■ Records supplied
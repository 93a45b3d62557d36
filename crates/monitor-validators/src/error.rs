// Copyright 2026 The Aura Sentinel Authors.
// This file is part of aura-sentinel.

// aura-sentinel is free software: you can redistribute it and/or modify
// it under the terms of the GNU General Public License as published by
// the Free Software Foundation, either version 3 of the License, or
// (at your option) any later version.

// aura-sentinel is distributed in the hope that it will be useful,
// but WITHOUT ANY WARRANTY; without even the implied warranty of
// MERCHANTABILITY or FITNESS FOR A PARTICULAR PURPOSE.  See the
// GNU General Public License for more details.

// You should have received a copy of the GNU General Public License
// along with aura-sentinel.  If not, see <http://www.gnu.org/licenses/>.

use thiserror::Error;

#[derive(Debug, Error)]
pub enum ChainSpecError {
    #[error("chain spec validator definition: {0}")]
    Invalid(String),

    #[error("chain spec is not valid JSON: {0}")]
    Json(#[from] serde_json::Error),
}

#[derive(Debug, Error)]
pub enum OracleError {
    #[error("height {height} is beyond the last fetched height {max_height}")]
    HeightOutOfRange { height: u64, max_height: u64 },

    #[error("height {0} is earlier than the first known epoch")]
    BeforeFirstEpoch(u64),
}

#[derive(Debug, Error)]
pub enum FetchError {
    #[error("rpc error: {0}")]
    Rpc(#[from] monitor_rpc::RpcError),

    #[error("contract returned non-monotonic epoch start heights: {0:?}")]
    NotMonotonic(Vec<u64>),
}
* * *
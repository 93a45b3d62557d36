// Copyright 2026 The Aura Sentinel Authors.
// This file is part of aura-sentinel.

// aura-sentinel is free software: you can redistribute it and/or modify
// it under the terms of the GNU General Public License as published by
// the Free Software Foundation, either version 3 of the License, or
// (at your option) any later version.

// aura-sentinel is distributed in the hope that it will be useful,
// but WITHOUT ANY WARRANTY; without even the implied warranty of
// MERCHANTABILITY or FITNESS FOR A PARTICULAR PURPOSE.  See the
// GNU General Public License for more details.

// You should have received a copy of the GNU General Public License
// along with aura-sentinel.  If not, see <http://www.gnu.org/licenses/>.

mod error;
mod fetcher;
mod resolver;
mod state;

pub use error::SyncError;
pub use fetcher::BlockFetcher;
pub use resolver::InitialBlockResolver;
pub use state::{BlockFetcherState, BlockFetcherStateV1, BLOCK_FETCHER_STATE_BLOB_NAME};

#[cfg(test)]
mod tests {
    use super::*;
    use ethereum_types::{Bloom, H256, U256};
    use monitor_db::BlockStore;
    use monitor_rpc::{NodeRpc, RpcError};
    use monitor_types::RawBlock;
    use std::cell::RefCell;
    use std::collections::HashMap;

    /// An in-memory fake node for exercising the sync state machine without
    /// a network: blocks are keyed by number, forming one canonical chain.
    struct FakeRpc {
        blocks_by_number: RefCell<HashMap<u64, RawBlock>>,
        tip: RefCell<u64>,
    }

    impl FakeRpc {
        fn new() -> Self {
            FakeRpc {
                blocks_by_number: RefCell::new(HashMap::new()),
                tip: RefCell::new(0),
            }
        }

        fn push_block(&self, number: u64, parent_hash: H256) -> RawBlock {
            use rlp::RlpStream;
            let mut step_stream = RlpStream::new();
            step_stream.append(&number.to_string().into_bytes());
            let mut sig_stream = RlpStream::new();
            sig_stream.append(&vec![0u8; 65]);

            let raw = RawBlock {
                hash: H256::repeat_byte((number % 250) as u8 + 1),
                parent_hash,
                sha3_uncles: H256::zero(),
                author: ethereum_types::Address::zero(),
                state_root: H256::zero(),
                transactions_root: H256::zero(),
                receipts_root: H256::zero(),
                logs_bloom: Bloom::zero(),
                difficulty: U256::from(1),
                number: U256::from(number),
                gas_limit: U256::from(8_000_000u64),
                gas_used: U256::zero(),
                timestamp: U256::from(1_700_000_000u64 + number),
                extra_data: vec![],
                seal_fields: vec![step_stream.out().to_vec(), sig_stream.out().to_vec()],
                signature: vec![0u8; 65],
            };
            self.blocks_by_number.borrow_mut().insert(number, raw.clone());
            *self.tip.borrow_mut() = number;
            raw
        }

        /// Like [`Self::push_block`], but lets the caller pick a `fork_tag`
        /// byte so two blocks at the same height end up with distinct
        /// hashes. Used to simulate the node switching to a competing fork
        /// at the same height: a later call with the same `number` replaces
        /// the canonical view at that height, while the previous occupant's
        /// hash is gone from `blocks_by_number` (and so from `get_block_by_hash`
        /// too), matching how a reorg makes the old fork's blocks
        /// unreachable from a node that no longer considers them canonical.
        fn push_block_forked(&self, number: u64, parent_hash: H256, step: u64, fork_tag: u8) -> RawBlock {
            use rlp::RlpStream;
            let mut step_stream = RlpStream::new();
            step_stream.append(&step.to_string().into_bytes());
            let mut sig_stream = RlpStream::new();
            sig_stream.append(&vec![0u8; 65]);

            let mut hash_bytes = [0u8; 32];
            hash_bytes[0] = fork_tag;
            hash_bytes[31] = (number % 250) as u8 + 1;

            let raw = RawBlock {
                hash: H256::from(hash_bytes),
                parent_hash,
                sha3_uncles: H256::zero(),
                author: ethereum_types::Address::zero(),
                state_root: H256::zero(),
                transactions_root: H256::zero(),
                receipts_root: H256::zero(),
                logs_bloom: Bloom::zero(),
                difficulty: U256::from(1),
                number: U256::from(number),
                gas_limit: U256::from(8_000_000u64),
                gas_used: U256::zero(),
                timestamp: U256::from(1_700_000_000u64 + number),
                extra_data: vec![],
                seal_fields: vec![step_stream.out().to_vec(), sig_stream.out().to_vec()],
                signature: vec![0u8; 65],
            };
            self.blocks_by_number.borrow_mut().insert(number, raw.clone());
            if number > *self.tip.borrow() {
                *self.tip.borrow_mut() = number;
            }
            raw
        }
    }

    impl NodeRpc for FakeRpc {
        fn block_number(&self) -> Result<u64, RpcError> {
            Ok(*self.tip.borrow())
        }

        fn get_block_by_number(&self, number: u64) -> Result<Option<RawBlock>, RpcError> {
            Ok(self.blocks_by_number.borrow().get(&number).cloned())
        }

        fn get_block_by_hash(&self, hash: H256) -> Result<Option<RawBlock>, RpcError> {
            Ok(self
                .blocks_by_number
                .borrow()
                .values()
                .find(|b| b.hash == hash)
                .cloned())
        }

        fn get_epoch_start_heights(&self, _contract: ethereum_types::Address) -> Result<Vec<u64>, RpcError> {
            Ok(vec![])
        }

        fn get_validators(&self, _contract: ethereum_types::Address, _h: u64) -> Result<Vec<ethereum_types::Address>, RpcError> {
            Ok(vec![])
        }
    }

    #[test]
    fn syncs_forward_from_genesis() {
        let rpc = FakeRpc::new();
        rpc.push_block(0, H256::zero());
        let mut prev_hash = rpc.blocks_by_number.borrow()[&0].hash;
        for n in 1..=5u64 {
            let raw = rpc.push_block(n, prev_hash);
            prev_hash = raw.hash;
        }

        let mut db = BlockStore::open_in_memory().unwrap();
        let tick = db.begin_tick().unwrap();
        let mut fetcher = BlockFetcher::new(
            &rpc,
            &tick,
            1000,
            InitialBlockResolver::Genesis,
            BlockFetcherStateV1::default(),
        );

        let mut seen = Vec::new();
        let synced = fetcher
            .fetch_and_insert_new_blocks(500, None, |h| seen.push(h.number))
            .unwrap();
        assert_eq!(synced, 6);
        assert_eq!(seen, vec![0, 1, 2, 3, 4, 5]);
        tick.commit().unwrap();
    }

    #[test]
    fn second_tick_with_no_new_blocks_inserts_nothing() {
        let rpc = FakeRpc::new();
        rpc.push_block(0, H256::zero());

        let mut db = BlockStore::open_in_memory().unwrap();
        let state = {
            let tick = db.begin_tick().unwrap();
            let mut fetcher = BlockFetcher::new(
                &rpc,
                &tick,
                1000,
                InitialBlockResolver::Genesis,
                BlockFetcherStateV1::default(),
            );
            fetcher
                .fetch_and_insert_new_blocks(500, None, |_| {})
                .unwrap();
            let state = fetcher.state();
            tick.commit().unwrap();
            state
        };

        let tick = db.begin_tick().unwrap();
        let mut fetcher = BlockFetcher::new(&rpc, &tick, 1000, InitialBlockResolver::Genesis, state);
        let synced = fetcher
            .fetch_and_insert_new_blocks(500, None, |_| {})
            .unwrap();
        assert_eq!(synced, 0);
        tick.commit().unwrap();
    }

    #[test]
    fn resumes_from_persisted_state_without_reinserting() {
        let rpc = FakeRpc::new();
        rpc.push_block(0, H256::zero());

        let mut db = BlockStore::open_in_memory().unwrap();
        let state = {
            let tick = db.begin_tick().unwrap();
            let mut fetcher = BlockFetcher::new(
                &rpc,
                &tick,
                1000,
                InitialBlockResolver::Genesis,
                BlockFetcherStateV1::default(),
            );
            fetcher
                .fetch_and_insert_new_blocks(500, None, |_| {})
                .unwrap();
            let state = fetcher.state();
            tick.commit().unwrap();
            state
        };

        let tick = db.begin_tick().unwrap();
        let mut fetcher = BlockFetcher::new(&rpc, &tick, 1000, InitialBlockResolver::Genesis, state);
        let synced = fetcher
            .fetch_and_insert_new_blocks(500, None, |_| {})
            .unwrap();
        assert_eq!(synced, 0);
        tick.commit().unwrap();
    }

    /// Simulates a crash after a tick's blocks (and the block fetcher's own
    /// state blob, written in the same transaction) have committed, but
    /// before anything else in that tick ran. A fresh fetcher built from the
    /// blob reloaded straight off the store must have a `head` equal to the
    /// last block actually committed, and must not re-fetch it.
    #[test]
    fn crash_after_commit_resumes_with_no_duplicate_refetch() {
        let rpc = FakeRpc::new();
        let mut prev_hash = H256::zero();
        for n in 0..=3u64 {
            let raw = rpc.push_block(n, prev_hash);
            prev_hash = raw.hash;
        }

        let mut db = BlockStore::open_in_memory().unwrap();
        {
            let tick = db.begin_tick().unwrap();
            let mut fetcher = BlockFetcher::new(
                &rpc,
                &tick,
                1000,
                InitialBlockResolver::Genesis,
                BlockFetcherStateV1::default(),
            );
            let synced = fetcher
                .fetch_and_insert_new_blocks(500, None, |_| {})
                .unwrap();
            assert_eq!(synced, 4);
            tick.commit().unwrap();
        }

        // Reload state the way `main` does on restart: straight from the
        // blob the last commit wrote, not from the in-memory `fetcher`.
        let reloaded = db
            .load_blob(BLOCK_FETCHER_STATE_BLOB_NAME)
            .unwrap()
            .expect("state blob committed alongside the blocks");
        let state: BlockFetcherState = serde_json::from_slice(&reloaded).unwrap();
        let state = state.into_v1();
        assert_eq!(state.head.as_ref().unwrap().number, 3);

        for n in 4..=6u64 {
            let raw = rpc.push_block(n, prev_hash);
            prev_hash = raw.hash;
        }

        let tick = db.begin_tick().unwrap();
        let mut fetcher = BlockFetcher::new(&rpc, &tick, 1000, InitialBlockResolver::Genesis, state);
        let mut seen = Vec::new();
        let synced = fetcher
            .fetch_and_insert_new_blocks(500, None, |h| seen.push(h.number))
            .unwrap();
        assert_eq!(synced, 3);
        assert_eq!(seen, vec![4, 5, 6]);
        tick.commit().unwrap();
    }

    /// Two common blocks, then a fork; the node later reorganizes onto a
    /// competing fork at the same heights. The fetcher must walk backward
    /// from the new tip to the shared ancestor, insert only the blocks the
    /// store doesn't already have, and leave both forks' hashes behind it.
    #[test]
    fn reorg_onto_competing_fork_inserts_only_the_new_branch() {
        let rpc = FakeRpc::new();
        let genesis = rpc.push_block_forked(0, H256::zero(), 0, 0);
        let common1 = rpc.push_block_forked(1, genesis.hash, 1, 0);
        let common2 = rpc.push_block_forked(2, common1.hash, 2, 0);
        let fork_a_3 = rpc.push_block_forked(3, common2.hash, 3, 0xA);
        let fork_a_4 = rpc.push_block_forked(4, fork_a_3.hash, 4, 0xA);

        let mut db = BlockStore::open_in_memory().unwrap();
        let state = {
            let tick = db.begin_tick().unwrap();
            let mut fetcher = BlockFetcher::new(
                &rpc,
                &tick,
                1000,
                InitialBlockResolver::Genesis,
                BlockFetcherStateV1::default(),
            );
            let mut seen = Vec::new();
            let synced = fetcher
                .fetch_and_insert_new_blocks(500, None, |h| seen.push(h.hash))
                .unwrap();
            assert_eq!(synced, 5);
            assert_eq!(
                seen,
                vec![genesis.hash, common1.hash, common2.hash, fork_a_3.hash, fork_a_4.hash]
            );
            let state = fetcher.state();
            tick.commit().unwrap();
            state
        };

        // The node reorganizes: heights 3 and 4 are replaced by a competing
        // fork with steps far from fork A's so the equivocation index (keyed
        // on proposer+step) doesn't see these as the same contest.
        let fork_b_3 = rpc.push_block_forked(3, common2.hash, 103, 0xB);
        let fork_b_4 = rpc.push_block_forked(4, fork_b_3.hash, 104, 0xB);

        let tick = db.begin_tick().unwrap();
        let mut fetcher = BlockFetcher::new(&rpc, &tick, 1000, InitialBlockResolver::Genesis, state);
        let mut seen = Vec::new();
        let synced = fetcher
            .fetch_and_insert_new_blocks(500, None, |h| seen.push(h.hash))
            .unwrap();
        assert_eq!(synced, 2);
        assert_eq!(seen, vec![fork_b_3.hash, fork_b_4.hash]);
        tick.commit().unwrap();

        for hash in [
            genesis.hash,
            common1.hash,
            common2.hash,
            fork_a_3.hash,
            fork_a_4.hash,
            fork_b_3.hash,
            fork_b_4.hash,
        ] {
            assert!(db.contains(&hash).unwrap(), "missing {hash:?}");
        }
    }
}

■ About this task
Where a line above holds the string "append", show that line.

■ Response below
            step_stream.append(&number.to_string().into_bytes());
            sig_stream.append(&vec![0u8; 65]);
            step_stream.append(&step.to_string().into_bytes());
            sig_stream.append(&vec![0u8; 65]);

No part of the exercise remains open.